Saved data entries:
::::

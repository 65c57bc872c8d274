//! Bounded FIFO tabu memory.

use std::collections::{HashMap, VecDeque};

/// A 2-opt move, identified by the `(i, j)` positions whose segment it
/// reversed.
pub type TabuMove = (usize, usize);

/// Fixed-capacity FIFO of recently applied moves.
///
/// Holds at most `capacity` entries; pushing onto a full memory evicts the
/// oldest. Membership is O(1): the queue keeps insertion order and a
/// multiplicity map answers `contains`.
///
/// # Examples
///
/// ```
/// use u_tsp::tabu::TabuMemory;
///
/// let mut memory = TabuMemory::new(2);
/// memory.push((1, 2));
/// memory.push((1, 3));
/// assert_eq!(memory.push((2, 3)), Some((1, 2)));
/// assert!(!memory.contains((1, 2)));
/// assert_eq!(memory.len(), 2);
/// ```
#[derive(Debug, Clone)]
pub struct TabuMemory {
    capacity: usize,
    queue: VecDeque<TabuMove>,
    counts: HashMap<TabuMove, usize>,
}

impl TabuMemory {
    /// Creates an empty memory holding at most `capacity` moves.
    pub fn new(capacity: usize) -> Self {
        Self {
            capacity,
            queue: VecDeque::with_capacity(capacity),
            counts: HashMap::with_capacity(capacity),
        }
    }

    /// Records a move, returning the move evicted to make room, if any.
    ///
    /// With zero capacity nothing is kept and the move itself is returned.
    pub fn push(&mut self, mv: TabuMove) -> Option<TabuMove> {
        if self.capacity == 0 {
            return Some(mv);
        }
        let evicted = if self.queue.len() >= self.capacity {
            self.queue.pop_front()
        } else {
            None
        };
        if let Some(old) = evicted {
            self.forget(old);
        }
        self.queue.push_back(mv);
        *self.counts.entry(mv).or_insert(0) += 1;
        evicted
    }

    fn forget(&mut self, mv: TabuMove) {
        if let Some(count) = self.counts.get_mut(&mv) {
            *count -= 1;
            if *count == 0 {
                self.counts.remove(&mv);
            }
        }
    }

    /// Returns `true` if the move is currently tabu.
    pub fn contains(&self, mv: TabuMove) -> bool {
        self.counts.contains_key(&mv)
    }

    /// Number of moves held.
    pub fn len(&self) -> usize {
        self.queue.len()
    }

    /// Returns `true` if no move is held.
    pub fn is_empty(&self) -> bool {
        self.queue.is_empty()
    }

    /// Maximum number of moves held (the tabu tenure).
    pub fn capacity(&self) -> usize {
        self.capacity
    }

    /// Moves from oldest to newest.
    pub fn iter(&self) -> impl Iterator<Item = &TabuMove> {
        self.queue.iter()
    }
}

#[cfg(test)]
mod tests {
    use super::*;

    #[test]
    fn test_memory_fifo_eviction() {
        let mut memory = TabuMemory::new(3);
        assert_eq!(memory.push((1, 2)), None);
        assert_eq!(memory.push((1, 3)), None);
        assert_eq!(memory.push((2, 4)), None);
        assert_eq!(memory.push((3, 4)), Some((1, 2)));
        assert_eq!(memory.push((1, 4)), Some((1, 3)));
        let order: Vec<_> = memory.iter().copied().collect();
        assert_eq!(order, vec![(2, 4), (3, 4), (1, 4)]);
    }

    #[test]
    fn test_memory_never_exceeds_capacity() {
        let mut memory = TabuMemory::new(4);
        for k in 0..20 {
            memory.push((k, k + 1));
            assert!(memory.len() <= memory.capacity());
        }
        assert_eq!(memory.len(), 4);
        assert!(memory.contains((19, 20)));
        assert!(!memory.contains((15, 16)));
    }

    #[test]
    fn test_memory_zero_capacity() {
        let mut memory = TabuMemory::new(0);
        assert_eq!(memory.push((1, 2)), Some((1, 2)));
        assert!(memory.is_empty());
        assert!(!memory.contains((1, 2)));
    }

    #[test]
    fn test_memory_duplicate_stays_tabu_until_last_copy_leaves() {
        let mut memory = TabuMemory::new(2);
        memory.push((1, 2));
        memory.push((1, 2));
        memory.push((3, 4));
        // The older copy left; the newer one is still held.
        assert!(memory.contains((1, 2)));
        memory.push((5, 6));
        assert!(!memory.contains((1, 2)));
    }
}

::::

__Exercise objective__
Your task is to restate, word for word, only those lines above that fall between the line holding "move is held." and the line holding "let mut memory = TabuMemory::new(4);", inclusive.

__Expected output__
    /// Returns `true` if no move is held.
    pub fn is_empty(&self) -> bool {
        self.queue.is_empty()
    }

    /// Maximum number of moves held (the tabu tenure).
    pub fn capacity(&self) -> usize {
        self.capacity
    }

    /// Moves from oldest to newest.
    pub fn iter(&self) -> impl Iterator<Item = &TabuMove> {
        self.queue.iter()
    }
}

#[cfg(test)]
mod tests {
    use super::*;

    #[test]
    fn test_memory_fifo_eviction() {
        let mut memory = TabuMemory::new(3);
        assert_eq!(memory.push((1, 2)), None);
        assert_eq!(memory.push((1, 3)), None);
        assert_eq!(memory.push((2, 4)), None);
        assert_eq!(memory.push((3, 4)), Some((1, 2)));
        assert_eq!(memory.push((1, 4)), Some((1, 3)));
        let order: Vec<_> = memory.iter().copied().collect();
        assert_eq!(order, vec![(2, 4), (3, 4), (1, 4)]);
    }

    #[test]
    fn test_memory_never_exceeds_capacity() {
        let mut memory = TabuMemory::new(4);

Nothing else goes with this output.